Hard cases make bad policy

The case of Ama Sumani has been heavily promoted on the BBC, certainly on the World Service and on Radio 4's Today programme. The slant given is that a callous UK Government is denying this poor woman treatment for her cancer, deporting her to her homeland of Ghana to die.

This piece, strangely enough on the BBC's own site, gives a little more depth. The radio reports implied that Ms Sumani was here on a student visa, which had run out. The detail is a little more complex. Ms Sumani arrived on a visitor's visa, which she subsequently converted to a student visa, having enrolled on a course. Her lack of English prevented her from taking the course and instead she took up illegal work. This in itself is suspicious. She and the college administrators must have known from the outset that she was incapable of doing the course. She was only found out by the ever-vigilant Border and Immigration Agency when, returning from a visit to Ghana for her husband's funeral, she attempted to re-enter the country.

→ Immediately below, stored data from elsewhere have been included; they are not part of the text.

//! Error types used by the execution engine and user programs.
//!
//! This module defines two main error types:
//!
//! - [`EngineError`] — the full error taxonomy surfaced by the engine API.
//! - [`ProgramError`] — an unrecoverable error raised by user program logic.
//!
//! [`EngineError`] provides [`as_label`](EngineError::as_label) for
//! logging/metrics. All variants are `Clone` so a terminal outcome can be
//! stored in a watch channel and handed to every waiter.
//!
//! A discarded completion proposal is **not** an error: it is a normal
//! control-flow outcome of the completion race and never appears here.

use std::time::Duration;
use thiserror::Error;

/// # Errors surfaced by the engine API.
///
/// Exactly these kinds (plus a committed result) are ever returned from the
/// await-result interface.
#[non_exhaustive]
#[derive(Error, Debug, Clone, PartialEq, Eq)]
pub enum EngineError {
    /// The execution id is unknown to this engine. Caller error, surfaced immediately.
    #[error("execution not found: {id}")]
    ExecutionNotFound {
        /// The id the caller used.
        id: String,
    },

    /// A signal (or other external event) arrived after the log was sealed.
    /// Surfaced to the submitter, never retried internally.
    #[error("execution already completed: {id}")]
    ExecutionAlreadyCompleted {
        /// The target execution id.
        id: String,
    },

    /// A task ran past the configured liveness bound without yielding or
    /// completing. Fatal: the execution is `Failed` and no further tasks run.
    #[error("liveness violation: task {task} exceeded {timeout:?}")]
    LivenessViolation {
        /// Task number (1-based, per execution) that violated the bound.
        task: u64,
        /// The configured bound that was exceeded.
        timeout: Duration,
    },

    /// Replay produced a different decision than the original run.
    /// Fatal, surfaced, never silently resolved.
    #[error("nondeterminism detected: {detail}")]
    NondeterminismDetected {
        /// What diverged.
        detail: String,
    },

    /// User program logic raised an unrecoverable error. Terminal.
    #[error("program failed: {error}")]
    ProgramFailed {
        /// The underlying error message.
        error: String,
    },
}

impl EngineError {
    /// Returns a short stable label (snake_case) for use in logs/metrics.
    ///
    /// # Example
    /// ```
    /// use execore::EngineError;
    ///
    /// let err = EngineError::ExecutionNotFound { id: "demo".into() };
    /// assert_eq!(err.as_label(), "execution_not_found");
    /// ```
    pub fn as_label(&self) -> &'static str {
        match self {
            EngineError::ExecutionNotFound { .. } => "execution_not_found",
            EngineError::ExecutionAlreadyCompleted { .. } => "execution_already_completed",
            EngineError::LivenessViolation { .. } => "liveness_violation",
            EngineError::NondeterminismDetected { .. } => "nondeterminism_detected",
            EngineError::ProgramFailed { .. } => "program_failed",
        }
    }

    /// True for errors that terminate the execution (`Failed` state).
    pub fn is_fatal(&self) -> bool {
        matches!(
            self,
            EngineError::LivenessViolation { .. }
                | EngineError::NondeterminismDetected { .. }
                | EngineError::ProgramFailed { .. }
        )
    }
}

/// # Unrecoverable error raised by user program logic.
///
/// Returned from [`Program::on_task`](crate::Program::on_task); the engine
/// marks the execution `Failed` and schedules no further tasks.
#[derive(Error, Debug, Clone)]
#[error("{message}")]
pub struct ProgramError {
    /// Human-readable failure description.
    pub message: String,
}

impl ProgramError {
    /// Creates a program error from any displayable message.
    pub fn new(message: impl Into<String>) -> Self {
        Self {
            message: message.into(),
        }
    }
}

impl From<ProgramError> for EngineError {
    fn from(err: ProgramError) -> Self {
        EngineError::ProgramFailed { error: err.message }
    }
}
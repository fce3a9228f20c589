//! # Replay verification: the determinism check.
//!
//! Replaying an execution's event log from sequence 0 through the recorded
//! task boundaries with a fresh program instance must reproduce the same
//! decisions the original run made. Divergence is
//! [`NondeterminismDetected`](crate::EngineError::NondeterminismDetected):
//! fatal, surfaced, never silently resolved.
//!
//! ## What is compared
//! The replayed program's final proposal must be `Complete` with exactly the
//! committed result. Proposals at non-final boundaries are allowed either
//! way: in the original run such a proposal was discarded by the finalizer
//! (a raced signal forced a follow-up task), which leaves no trace in the
//! log, so both `Continue` and a discarded `Complete` are consistent with
//! the record.

use std::sync::Arc;

use crate::error::EngineError;
use crate::log::{Event, EventKind};
use crate::program::{Program, TaskContext, TaskOutcome};

/// Replays `log` through the recorded `boundaries` with a fresh program and
/// checks the outcome against the committed result.
///
/// An execution without a committed result has nothing to verify yet;
/// verification succeeds vacuously.
pub(crate) async fn verify(
    id: &str,
    log: &[Event],
    boundaries: &[(u64, u64)],
    program: &mut dyn Program,
) -> Result<(), EngineError> {
    let committed = log.last().and_then(|e| match &e.kind {
        EventKind::Completed { result } => Some(result.clone()),
        _ => None,
    });
    let Some(committed) = committed else {
        return Ok(());
    };

    let execution_id: Arc<str> = Arc::from(id);
    let mut last_outcome = TaskOutcome::Continue;

    for (task_index, &(start, end)) in boundaries.iter().enumerate() {
        let task_number = task_index as u64 + 1;
        let batch: Vec<Event> = log
            .iter()
            .filter(|e| e.seq > start && e.seq <= end)
            .cloned()
            .collect();
        let ctx = TaskContext {
            execution_id: Arc::clone(&execution_id),
            task_number,
        };

        last_outcome = match program.on_task(&ctx, &batch).await {
            Ok(outcome) => outcome,
            Err(err) => {
                return Err(EngineError::NondeterminismDetected {
                    detail: format!(
                        "program failed during replay of task {task_number}: {err}"
                    ),
                })
            }
        };
    }

    match last_outcome {
        TaskOutcome::Complete(replayed) if replayed == committed => Ok(()),
        TaskOutcome::Complete(replayed) => Err(EngineError::NondeterminismDetected {
            detail: format!(
                "replayed result {replayed:?} differs from committed result {committed:?}"
            ),
        }),
        TaskOutcome::Continue => Err(EngineError::NondeterminismDetected {
            detail: "replay of the final task proposed no completion".to_string(),
        }),
    }
}

#[cfg(test)]
mod tests {
    use super::*;
    use crate::error::ProgramError;
    use async_trait::async_trait;
    use std::collections::VecDeque;

    /// Replays a fixed script of outcomes, one per task.
    struct Scripted {
        outcomes: VecDeque<TaskOutcome>,
    }

    impl Scripted {
        fn new(outcomes: Vec<TaskOutcome>) -> Self {
            Self {
                outcomes: outcomes.into(),
            }
        }
    }

    #[async_trait]
    impl Program for Scripted {
        async fn on_task(
            &mut self,
            _ctx: &TaskContext,
            _events: &[Event],
        ) -> Result<TaskOutcome, ProgramError> {
            self.outcomes
                .pop_front()
                .ok_or_else(|| ProgramError::new("script exhausted"))
        }
    }

    fn committed_log() -> (Vec<Event>, Vec<(u64, u64)>) {
        let log = vec![
            Event {
                seq: 1,
                kind: EventKind::Started {
                    input: String::new(),
                },
            },
            Event {
                seq: 2,
                kind: EventKind::SignalReceived {
                    name: "sig".to_string(),
                    payload: "ok".to_string(),
                },
            },
            Event {
                seq: 3,
                kind: EventKind::Completed {
                    result: "ok".to_string(),
                },
            },
        ];
        let boundaries = vec![(0, 1), (1, 2)];
        (log, boundaries)
    }

    #[tokio::test]
    async fn test_replay_matching_result_passes() {
        let (log, boundaries) = committed_log();
        // A proposal discarded at task 1 is consistent with the record.
        let mut program = Scripted::new(vec![
            TaskOutcome::Complete(String::new()),
            TaskOutcome::Complete("ok".to_string()),
        ]);
        verify("r", &log, &boundaries, &mut program).await.unwrap();
    }

    #[tokio::test]
    async fn test_replay_divergent_result_is_nondeterminism() {
        let (log, boundaries) = committed_log();
        let mut program = Scripted::new(vec![
            TaskOutcome::Continue,
            TaskOutcome::Complete("different".to_string()),
        ]);
        let err = verify("r", &log, &boundaries, &mut program)
            .await
            .unwrap_err();
        assert_eq!(err.as_label(), "nondeterminism_detected");
    }

    #[tokio::test]
    async fn test_replay_missing_final_proposal_is_nondeterminism() {
        let (log, boundaries) = committed_log();
        let mut program = Scripted::new(vec![TaskOutcome::Continue, TaskOutcome::Continue]);
        let err = verify("r", &log, &boundaries, &mut program)
            .await
            .unwrap_err();
        assert_eq!(err.as_label(), "nondeterminism_detected");
    }

    #[tokio::test]
    async fn test_replay_of_uncommitted_execution_is_vacuous() {
        let log = vec![Event {
            seq: 1,
            kind: EventKind::Started {
                input: String::new(),
            },
        }];
        let mut program = Scripted::new(vec![]);
        verify("r", &log, &[(0, 1)], &mut program).await.unwrap();
    }
}
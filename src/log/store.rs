//! # Append-only event log, the sole durable artifact of an execution.
//!
//! [`EventLog`] assigns gapless, strictly increasing sequence numbers at
//! append time and seals itself once a [`EventKind::Completed`] entry lands:
//! any later append is rejected with [`LogSealed`].
//!
//! ## Serialization point
//! The log itself is not internally synchronized. It lives inside the
//! per-execution cell, whose lock is the single serialization point shared
//! by appends, batch cuts, and the completion check. Using one lock for all
//! three is what makes the completion race untearable.

use thiserror::Error;

use super::event::{Event, EventKind};

/// Append was rejected because the log already contains a `Completed` event.
#[derive(Error, Debug, Clone, Copy, PartialEq, Eq)]
#[error("event log is sealed: execution already completed")]
pub struct LogSealed;

/// Append-only, strictly ordered record of one execution's events.
#[derive(Debug, Default)]
pub struct EventLog {
    events: Vec<Event>,
}

impl EventLog {
    /// Creates an empty log.
    pub fn new() -> Self {
        Self { events: Vec::new() }
    }

    /// Appends an event, assigning the next sequence number.
    ///
    /// Sequence numbers start at 1 and never have gaps. Fails with
    /// [`LogSealed`] once the log contains a `Completed` entry.
    pub fn append(&mut self, kind: EventKind) -> Result<u64, LogSealed> {
        if self.is_sealed() {
            return Err(LogSealed);
        }
        let seq = self.events.len() as u64 + 1;
        self.events.push(Event { seq, kind });
        Ok(seq)
    }

    /// Returns an ordered iterator over events with `seq > from_seq`.
    ///
    /// Lazy, finite, and restartable from any valid sequence number:
    /// `read_from(0)` replays the whole log.
    pub fn read_from(&self, from_seq: u64) -> impl Iterator<Item = &Event> {
        let start = (from_seq as usize).min(self.events.len());
        self.events[start..].iter()
    }

    /// Sequence number of the most recently appended event (0 when empty).
    #[inline]
    pub fn last_seq(&self) -> u64 {
        self.events.len() as u64
    }

    /// True once a `Completed` event has been appended.
    #[inline]
    pub fn is_sealed(&self) -> bool {
        self.events.last().is_some_and(|e| e.kind.is_completed())
    }

    /// The committed result, if the log is sealed.
    pub fn committed_result(&self) -> Option<&str> {
        match &self.events.last()?.kind {
            EventKind::Completed { result } => Some(result),
            _ => None,
        }
    }

    /// Clones the full log contents, for replay.
    pub fn snapshot(&self) -> Vec<Event> {
        self.events.clone()
    }
}
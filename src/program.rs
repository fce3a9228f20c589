//! # Program abstraction: user-supplied execution logic.
//!
//! A [`Program`] is the deterministic state machine the engine drives. The
//! engine feeds it one task batch at a time as an ordered event slice; the
//! program mutates its in-memory state and reports whether more work is
//! pending or a result is ready.
//!
//! ## Contract
//! - One logical thread of control: the engine never runs two tasks of the
//!   same execution concurrently, and never redelivers an event the program
//!   has already consumed. `on_task` takes `&mut self` to make that
//!   ownership explicit.
//! - [`TaskOutcome::Complete`] is a **proposal**, not a commit: if a signal
//!   raced the proposal, the engine discards it and calls `on_task` again
//!   with the program's retained state plus the new events. Programs must
//!   therefore be prepared to propose completion more than once.
//! - Programs must stay deterministic under replay: decisions may depend
//!   only on the delivered events and prior program state, never on wall
//!   clock, randomness, or ambient I/O.

use async_trait::async_trait;
use std::sync::Arc;

use crate::error::ProgramError;
use crate::log::Event;

/// Context for one task invocation.
#[derive(Debug, Clone)]
pub struct TaskContext {
    /// Id of the execution this task belongs to.
    pub execution_id: Arc<str>,
    /// Task number, 1-based and contiguous per execution.
    pub task_number: u64,
}

/// What the program decided after consuming one task's event batch.
#[derive(Debug, Clone, PartialEq, Eq)]
pub enum TaskOutcome {
    /// More work pending: wait for further events.
    Continue,
    /// Propose completion with this result. Not yet durable; the engine
    /// commits it only if no signal is pending ahead of the commit.
    Complete(String),
}

/// # Deterministic, event-driven execution logic.
///
/// Implementors receive every event of the execution exactly once, in
/// sequence order, batched per task.
///
/// # Example
/// ```
/// use async_trait::async_trait;
/// use execore::{Event, EventKind, Program, ProgramError, TaskContext, TaskOutcome};
///
/// /// Completes with the payload of the first signal it receives.
/// struct AwaitSignal {
///     signal: Option<String>,
/// }
///
/// #[async_trait]
/// impl Program for AwaitSignal {
///     async fn on_task(
///         &mut self,
///         _ctx: &TaskContext,
///         events: &[Event],
///     ) -> Result<TaskOutcome, ProgramError> {
///         for ev in events {
///             if let EventKind::SignalReceived { payload, .. } = &ev.kind {
///                 self.signal = Some(payload.clone());
///             }
///         }
///         match &self.signal {
///             Some(payload) => Ok(TaskOutcome::Complete(payload.clone())),
///             None => Ok(TaskOutcome::Continue),
///         }
///     }
/// }
/// ```
#[async_trait]
pub trait Program: Send + 'static {
    /// Consumes one task's event batch and advances program state.
    ///
    /// Events arrive in strictly increasing sequence order and are never
    /// redelivered. Returning an error is terminal for the execution.
    ///
    /// The invocation is bounded by the configured liveness timeout; an
    /// implementation that neither returns nor yields within the bound is a
    /// liveness violation and fails the execution.
    async fn on_task(
        &mut self,
        ctx: &TaskContext,
        events: &[Event],
    ) -> Result<TaskOutcome, ProgramError>;
}
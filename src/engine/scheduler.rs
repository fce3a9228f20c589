//! # Task scheduling: cutting batches of newly visible events.
//!
//! A task is one atomic batch of appended-but-undelivered events. The cut
//! takes **all** currently undelivered events, not one event per task: the
//! program must observe everything accumulated up to the scheduling instant
//! as a single input, so that two executions fed the identical event log
//! always produce identical task boundaries regardless of timing jitter in
//! signal arrival.
//!
//! ## Rules
//! - The cut runs inside the cell lock; a concurrent append lands either
//!   wholly inside the batch (it happened before the lock was taken) or
//!   strictly after it (next batch). Never dropped, never duplicated.
//! - Batch ranges of consecutive tasks are adjacent and strictly ascending:
//!   every event is delivered to exactly one task, in sequence order.
//! - The cut clears the pending-signal marker once the batch covers it and
//!   records the boundary for replay verification.

use crate::engine::cell::CellInner;
use crate::log::Event;

/// One atomic batch of events handed to the program.
///
/// A contiguous slice of the event log bounded by a start sequence number
/// (exclusive) and an end sequence number (inclusive), captured atomically
/// at scheduling time. Created, consumed exactly once, and discarded.
#[derive(Debug, Clone)]
pub(crate) struct TaskBatch {
    /// Task number, 1-based and contiguous per execution.
    pub(crate) number: u64,
    /// Last sequence number delivered by the previous task (0 for task 1).
    pub(crate) start_exclusive: u64,
    /// Highest sequence number included in this batch.
    pub(crate) end_inclusive: u64,
    /// The events in `(start_exclusive, end_inclusive]`, in sequence order.
    pub(crate) events: Vec<Event>,
}

/// Cuts the next batch from the cell, or `None` when the program is caught up.
///
/// Must be called with the cell lock held (takes `&mut CellInner`).
pub(crate) fn cut(inner: &mut CellInner) -> Option<TaskBatch> {
    let end = inner.log.last_seq();
    if end <= inner.delivered_seq {
        return None;
    }
    let start = inner.delivered_seq;
    let events: Vec<Event> = inner.log.read_from(start).cloned().collect();

    inner.delivered_seq = end;
    if inner.pending_external.is_some_and(|seq| seq <= end) {
        inner.pending_external = None;
    }
    inner.task_counter += 1;
    inner.boundaries.push((start, end));

    Some(TaskBatch {
        number: inner.task_counter,
        start_exclusive: start,
        end_inclusive: end,
        events,
    })
}

#[cfg(test)]
mod tests {
    use super::*;
    use crate::log::EventKind;

    fn inner_with_signals(count: usize) -> CellInner {
        let mut inner = CellInner::new("input".to_string());
        for i in 0..count {
            inner
                .log
                .append(EventKind::SignalReceived {
                    name: format!("sig-{i}"),
                    payload: String::new(),
                })
                .unwrap();
        }
        inner
    }

    #[test]
    fn test_cut_batches_all_undelivered_events() {
        let mut inner = inner_with_signals(2);
        let batch = cut(&mut inner).expect("three undelivered events");

        assert_eq!(batch.number, 1);
        assert_eq!(batch.start_exclusive, 0);
        assert_eq!(batch.end_inclusive, 3);
        let seqs: Vec<u64> = batch.events.iter().map(|e| e.seq).collect();
        assert_eq!(seqs, vec![1, 2, 3]);
    }

    #[test]
    fn test_cut_returns_none_when_caught_up() {
        let mut inner = inner_with_signals(0);
        assert!(cut(&mut inner).is_some());
        assert!(cut(&mut inner).is_none());
        assert_eq!(inner.task_counter, 1);
    }

    #[test]
    fn test_consecutive_batches_are_adjacent_and_ascending() {
        let mut inner = inner_with_signals(1);
        let first = cut(&mut inner).unwrap();

        inner
            .log
            .append(EventKind::TimerFired { timer_id: 7 })
            .unwrap();
        inner
            .log
            .append(EventKind::ActivityCompleted {
                activity_id: 3,
                result: "ok".to_string(),
            })
            .unwrap();
        let second = cut(&mut inner).unwrap();

        // Every event in the first range precedes every event in the second.
        assert_eq!(second.start_exclusive, first.end_inclusive);
        assert!(first.end_inclusive < second.events[0].seq);
        assert_eq!(second.number, first.number + 1);
        assert_eq!(inner.boundaries, vec![(0, 2), (2, 4)]);
    }

    #[test]
    fn test_cut_clears_pending_marker_only_when_covered() {
        let mut inner = inner_with_signals(0);
        // Marker points one past the log: an append that began but whose
        // event is not yet in this cut's range.
        inner.pending_external = Some(inner.log.last_seq() + 1);
        cut(&mut inner).unwrap();
        assert_eq!(inner.pending_external, Some(2));

        inner
            .log
            .append(EventKind::SignalReceived {
                name: "sig".to_string(),
                payload: String::new(),
            })
            .unwrap();
        cut(&mut inner).unwrap();
        assert_eq!(inner.pending_external, None);
    }
}
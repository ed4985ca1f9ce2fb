// Reporter stage: comparison table on screen and on disk, then both charts.

use tracing::info;

use super::evaluate::Evaluation;
use super::RunSummary;
use crate::config::Config;
use crate::error::{PipelineError, ReportError};
use crate::output::{charts, table, terminal};

/// Print the comparison, write the results CSV, and render both charts.
pub fn write_reports(evaluation: Evaluation, config: &Config) -> Result<RunSummary, PipelineError> {
    std::fs::create_dir_all(&config.output_dir).map_err(|source| ReportError::Io {
        path: config.output_dir.clone(),
        source,
    })?;

    terminal::display_comparison_table(&evaluation.results);
    terminal::display_metric_bars(&evaluation.results);

    let results_path = config.results_path();
    table::write_csv(&results_path, &evaluation.results)?;
    terminal::display_saved("Model comparison table", &results_path);

    let metrics_chart_path = config.metrics_chart_path();
    charts::render_metric_comparison(&metrics_chart_path, &evaluation.results)?;
    terminal::display_saved("Metric comparison chart", &metrics_chart_path);

    let confusion_chart_path = config.confusion_chart_path();
    charts::render_confusion_matrices(&confusion_chart_path, &evaluation.results)?;
    terminal::display_saved("Confusion matrix chart", &confusion_chart_path);

    if !evaluation.failures.is_empty() {
        terminal::display_failures(&evaluation.failures);
    }

    info!(
        results = %results_path.display(),
        metrics_chart = %metrics_chart_path.display(),
        confusion_chart = %confusion_chart_path.display(),
        "Reports written"
    );

    Ok(RunSummary {
        evaluation,
        results_path,
        metrics_chart_path,
        confusion_chart_path,
    })
}
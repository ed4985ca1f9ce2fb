// Confusion matrix and the scores derived from it.
//
// Rows are actual classes, columns are predicted classes. Per-class
// precision/recall/F1 follow the zero-division rule of the common ML
// toolkits: an undefined ratio scores 0.0.

use ndarray::{Array1, Array2};

/// Counts of (actual, predicted) class pairs.
#[derive(Debug, Clone, PartialEq)]
pub struct ConfusionMatrix {
    counts: Array2<usize>,
}

/// Precision, recall, F1 and support for one class.
#[derive(Debug, Clone, Copy, PartialEq)]
pub struct ClassScores {
    pub precision: f64,
    pub recall: f64,
    pub f1: f64,
    pub support: usize,
}

/// Support-weighted averages plus overall accuracy.
#[derive(Debug, Clone, Copy, PartialEq)]
pub struct WeightedScores {
    pub precision: f64,
    pub recall: f64,
    pub f1: f64,
    pub accuracy: f64,
}

impl ConfusionMatrix {
    /// Tally `actual` against `predicted`. Labels outside `0..n_classes` are skipped.
    pub fn from_labels(actual: &Array1<usize>, predicted: &Array1<usize>, n_classes: usize) -> Self {
        let mut counts = Array2::<usize>::zeros((n_classes, n_classes));
        for (&a, &p) in actual.iter().zip(predicted.iter()) {
            if a < n_classes && p < n_classes {
                counts[[a, p]] += 1;
            }
        }
        Self { counts }
    }

    pub fn n_classes(&self) -> usize {
        self.counts.nrows()
    }

    /// Count of rows with actual class `actual` predicted as `predicted`.
    pub fn get(&self, actual: usize, predicted: usize) -> usize {
        self.counts[[actual, predicted]]
    }

    pub fn counts(&self) -> &Array2<usize> {
        &self.counts
    }

    pub fn total(&self) -> usize {
        self.counts.sum()
    }

    /// True instances of each class (row sums).
    pub fn support(&self) -> Vec<usize> {
        self.counts.rows().into_iter().map(|r| r.sum()).collect()
    }

    /// Predictions of each class (column sums).
    pub fn predicted_totals(&self) -> Vec<usize> {
        self.counts.columns().into_iter().map(|c| c.sum()).collect()
    }

    /// Largest single cell, used to scale heatmap colours.
    pub fn max_count(&self) -> usize {
        self.counts.iter().copied().max().unwrap_or(0)
    }

    pub fn accuracy(&self) -> f64 {
        let total = self.total();
        if total == 0 {
            return 0.0;
        }
        let correct: usize = (0..self.n_classes()).map(|i| self.counts[[i, i]]).sum();
        correct as f64 / total as f64
    }

    /// Scores for every class, indexed by class.
    pub fn class_scores(&self) -> Vec<ClassScores> {
        let support = self.support();
        let predicted = self.predicted_totals();

        (0..self.n_classes())
            .map(|c| {
                let tp = self.counts[[c, c]] as f64;
                let precision = ratio(tp, predicted[c] as f64);
                let recall = ratio(tp, support[c] as f64);
                let f1 = ratio(2.0 * precision * recall, precision + recall);
                ClassScores {
                    precision,
                    recall,
                    f1,
                    support: support[c],
                }
            })
            .collect()
    }

    /// Support-weighted precision, recall and F1, plus accuracy.
    pub fn weighted(&self) -> WeightedScores {
        let scores = self.class_scores();
        let total: usize = scores.iter().map(|s| s.support).sum();

        let weighted = |f: fn(&ClassScores) -> f64| -> f64 {
            if total == 0 {
                return 0.0;
            }
            scores.iter().map(|s| f(s) * s.support as f64).sum::<f64>() / total as f64
        };

        WeightedScores {
            precision: weighted(|s| s.precision),
            recall: weighted(|s| s.recall),
            f1: weighted(|s| s.f1),
            accuracy: self.accuracy(),
        }
    }

    /// Unweighted mean of each per-class score.
    pub fn macro_average(&self) -> (f64, f64, f64) {
        let scores = self.class_scores();
        let k = scores.len().max(1) as f64;
        (
            scores.iter().map(|s| s.precision).sum::<f64>() / k,
            scores.iter().map(|s| s.recall).sum::<f64>() / k,
            scores.iter().map(|s| s.f1).sum::<f64>() / k,
        )
    }
}

fn ratio(numerator: f64, denominator: f64) -> f64 {
    if denominator > 0.0 {
        numerator / denominator
    } else {
        0.0
    }
}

In Accra, UK immigration officials accompanying Ms Sumani back to Ghana have offered to foot the bill for three months' treatment at an Accra hospital, some £3000. The Ghanaian hospital has refused to admit her, on the grounds that she has no funding for longer-term treatment. Forgive me for being a cynical old Hector, but that sounds like brinkmanship to me, a bit of a negotiating ploy to squeeze more moolah out of Whitey. If they admit her pro tem, then charitable efforts within Ghana itself might fund her continuing treatment. British people sometimes have to take that chance, the consequence of finite resources, with an NHS to which they have paid in all their lives.

So there we have it. An illegal immigrant and a foreign hospital playing emotional blackmail games with the guilt-ridden colonists. No, sorry, I don't buy into it.